2. The method of claim 1, further comprising a. obtaining a nucleic acid sample from one or more plants, seeds, tissues or germplasm in a population; b. screening each sample in accordance with claim 1; and c. selecting one or more of the plants, seeds, tissues or germplasm having the R gene associated with increased resistance to plant disease.
3. The method of claim 1, further comprising a. obtaining a nucleic acid sample from one or more plants, seeds, tissues or germplasm, each sample being representative of a plurality of plants, seeds, tissues or germplasm; b. screening each sample in accordance with claim 1; and c. selecting one or more plurality of plants, seeds, tissues or germplasm, wherein the representative sample for each selected plurality has the R gene associated with increased resistance to plant disease.
4. A method of identifying a plant comprising a qualitative trait locus (QTL) associated with increased resistance to plant disease, said method comprising: a. obtaining a sample comprising nucleic acid from a plant; b. screening the sample for any of the following: i. a QTL comprising a gene that comprises a polynucleotide that (A) comprises a coding sequence selected from the group consisting of SEQ ID NOs: 1-1739 or (B) encodes an amino acid sequence selected from the selected from the group consisting of SEQ ID NOs: 1740- 3478;
ii. one or more marker alleles within 5 cM of the polynucleotide of (i) and linked to and associated with (i); and c. detecting (i) or (ii) in the sample and thereby identifying the plant as having the QTL associated with increased resistance to plant disease.
5. A method of increasing resistance to plant disease in plant material comprising introducing into the genome of the plant material a heterologous nucleic acid sequence or expressing the heterologous nucleic acid sequence in the plant material, wherein the heterologous nucleic acid sequence (i) comprises a coding sequence selected from the group consisting of SEQ ID NOs: 1-1739 or (ii) encodes an amino acid sequence selected from the selected from the group consisting of SEQ ID NOs: 1740-3478; wherein the plant expressing the heterologous polynucleotide has increased resistance to plant disease, as compared to a control plant that does not express the heterologous polynucleotide.

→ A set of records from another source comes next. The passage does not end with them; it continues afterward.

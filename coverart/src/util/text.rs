use crate::error::{CoverError, ErrorKind, Result};
use crate::macros::err;

use std::io::Read;

use byteorder::ReadBytesExt;

/// Errors that can occur while encoding a picture description or MIME type
#[derive(Copy, Clone, Debug)]
pub struct TextEncodingError {
	encoding: TextEncoding,
	valid_up_to: usize,
}

impl TextEncodingError {
	/// The target text encoding
	pub fn encoding(&self) -> TextEncoding {
		self.encoding
	}

	/// The character index up to which the text could be encoded
	pub fn valid_up_to(&self) -> usize {
		self.valid_up_to
	}
}

impl core::fmt::Display for TextEncodingError {
	fn fmt(&self, f: &mut core::fmt::Formatter<'_>) -> core::fmt::Result {
		write!(
			f,
			"text can't be encoded as {} past character {}",
			self.encoding.name(),
			self.valid_up_to
		)
	}
}

impl core::error::Error for TextEncodingError {}

/// The text encoding of an ID3v2 picture description
#[derive(Debug, Clone, Eq, PartialEq, Copy, Hash)]
#[repr(u8)]
pub enum TextEncoding {
	/// ISO-8859-1
	Latin1 = 0,
	/// UTF-16 with a byte order mark
	UTF16 = 1,
	/// UTF-16 big endian
	UTF16BE = 2,
	/// UTF-8
	UTF8 = 3,
}

impl TextEncoding {
	/// Get a `TextEncoding` from the encoding byte of a frame
	pub fn from_u8(byte: u8) -> Option<Self> {
		match byte {
			0 => Some(Self::Latin1),
			1 => Some(Self::UTF16),
			2 => Some(Self::UTF16BE),
			3 => Some(Self::UTF8),
			_ => None,
		}
	}

	fn name(self) -> &'static str {
		match self {
			Self::Latin1 => "Latin-1",
			Self::UTF16 => "UTF-16",
			Self::UTF16BE => "UTF-16 BE",
			Self::UTF8 => "UTF-8",
		}
	}

	fn terminator_len(self) -> usize {
		match self {
			Self::Latin1 | Self::UTF8 => 1,
			Self::UTF16 | Self::UTF16BE => 2,
		}
	}

	/// Encode `text`, followed by a null terminator
	pub(crate) fn encode_terminated(self, text: &str) -> std::result::Result<Vec<u8>, TextEncodingError> {
		let mut out = match self {
			Self::Latin1 => latin1_encode(text)?,
			Self::UTF16 => utf16_encode(text, u16::to_le_bytes, true),
			Self::UTF16BE => utf16_encode(text, u16::to_be_bytes, false),
			Self::UTF8 => text.as_bytes().to_vec(),
		};

		out.resize(out.len() + self.terminator_len(), 0);
		Ok(out)
	}
}

/// Read up to (and including) a null terminator
///
/// The terminator isn't part of the returned bytes. If the reader runs out first, everything that
/// was read is returned.
pub(crate) fn read_terminated<R>(reader: &mut R, encoding: TextEncoding) -> Vec<u8>
where
	R: Read,
{
	let mut text_bytes = Vec::new();

	if encoding.terminator_len() == 1 {
		while let Ok(byte) = reader.read_u8() {
			if byte == 0 {
				break;
			}

			text_bytes.push(byte);
		}

		return text_bytes;
	}

	while let (Ok(b1), Ok(b2)) = (reader.read_u8(), reader.read_u8()) {
		if b1 == 0 && b2 == 0 {
			break;
		}

		text_bytes.extend([b1, b2]);
	}

	text_bytes
}

/// Read and decode a null terminated string
pub(crate) fn decode_terminated<R>(reader: &mut R, encoding: TextEncoding) -> Result<String>
where
	R: Read,
{
	let bytes = read_terminated(reader, encoding);
	if bytes.is_empty() {
		return Ok(String::new());
	}

	match encoding {
		TextEncoding::Latin1 => Ok(bytes.iter().map(|c| char::from(*c)).collect()),
		TextEncoding::UTF16 => {
			if bytes.len() % 2 != 0 {
				err!(TextDecode("UTF-16 string has an odd length"));
			}

			match bytes[..] {
				[0xFE, 0xFF, ..] => utf16_decode(&bytes[2..], u16::from_be_bytes),
				[0xFF, 0xFE, ..] => utf16_decode(&bytes[2..], u16::from_le_bytes),
				// Some encoders skip the BOM for little endian strings
				_ => utf16_decode(&bytes, u16::from_le_bytes),
			}
		},
		TextEncoding::UTF16BE => utf16_decode(&bytes, u16::from_be_bytes),
		TextEncoding::UTF8 => utf8_decode(bytes)
			.map_err(|_| CoverError::new(ErrorKind::TextDecode("Expected a UTF-8 string"))),
	}
}

pub(crate) fn latin1_encode(text: &str) -> std::result::Result<Vec<u8>, TextEncodingError> {
	text.chars()
		.enumerate()
		.map(|(index, c)| {
			u8::try_from(c).map_err(|_| TextEncodingError {
				encoding: TextEncoding::Latin1,
				valid_up_to: index,
			})
		})
		.collect()
}

pub(crate) fn utf8_decode(bytes: Vec<u8>) -> Result<String> {
	let mut text = String::from_utf8(bytes)?;
	trim_end_nulls(&mut text);
	Ok(text)
}

/// Decode UTF-16 without a byte order mark
///
/// Any trailing nulls are removed.
pub(crate) fn utf16_decode(bytes: &[u8], endianness: fn([u8; 2]) -> u16) -> Result<String> {
	if bytes.len() % 2 != 0 {
		err!(TextDecode("UTF-16 string has an odd length"));
	}

	let units = bytes
		.chunks_exact(2)
		.map(|c| endianness([c[0], c[1]]))
		.collect::<Vec<_>>();

	let mut text = String::from_utf16(&units)
		.map_err(|_| CoverError::new(ErrorKind::TextDecode("Given an invalid UTF-16 string")))?;
	trim_end_nulls(&mut text);

	Ok(text)
}

/// Encode a UTF-16 LE string without a byte order mark, as used by ASF
pub(crate) fn utf16le_encode(text: &str, terminated: bool) -> Vec<u8> {
	let mut encoded = utf16_encode(text, u16::to_le_bytes, false);
	if terminated {
		encoded.extend([0, 0]);
	}

	encoded
}

fn trim_end_nulls(text: &mut String) {
	let new_len = text.trim_end_matches('\0').len();
	text.truncate(new_len);
}

fn utf16_encode(text: &str, endianness: fn(u16) -> [u8; 2], bom: bool) -> Vec<u8> {
	let mut encoded = Vec::new();

	if bom {
		encoded.extend(endianness(0xFEFF));
	}

	for unit in text.encode_utf16() {
		encoded.extend(endianness(unit));
	}

	encoded
}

6. The method of claim 5, wherein the heterologous polynucleotide further comprises a heterologous promoter.
7. The method of claim 5, further comprising obtaining a progeny plant derived from the plant material expressing the heterologous polynucleotide, wherein said progeny plant comprises in its genome the heterologous polynucleotide and exhibits increased resistance to plant disease as compared to a control plant that does not express the heterologous polynucleotide.
8. The method of claim 5, wherein the plant material’ s genome is altered by gene editing or by transgenic modification to include the heterologous nucleic acid sequence.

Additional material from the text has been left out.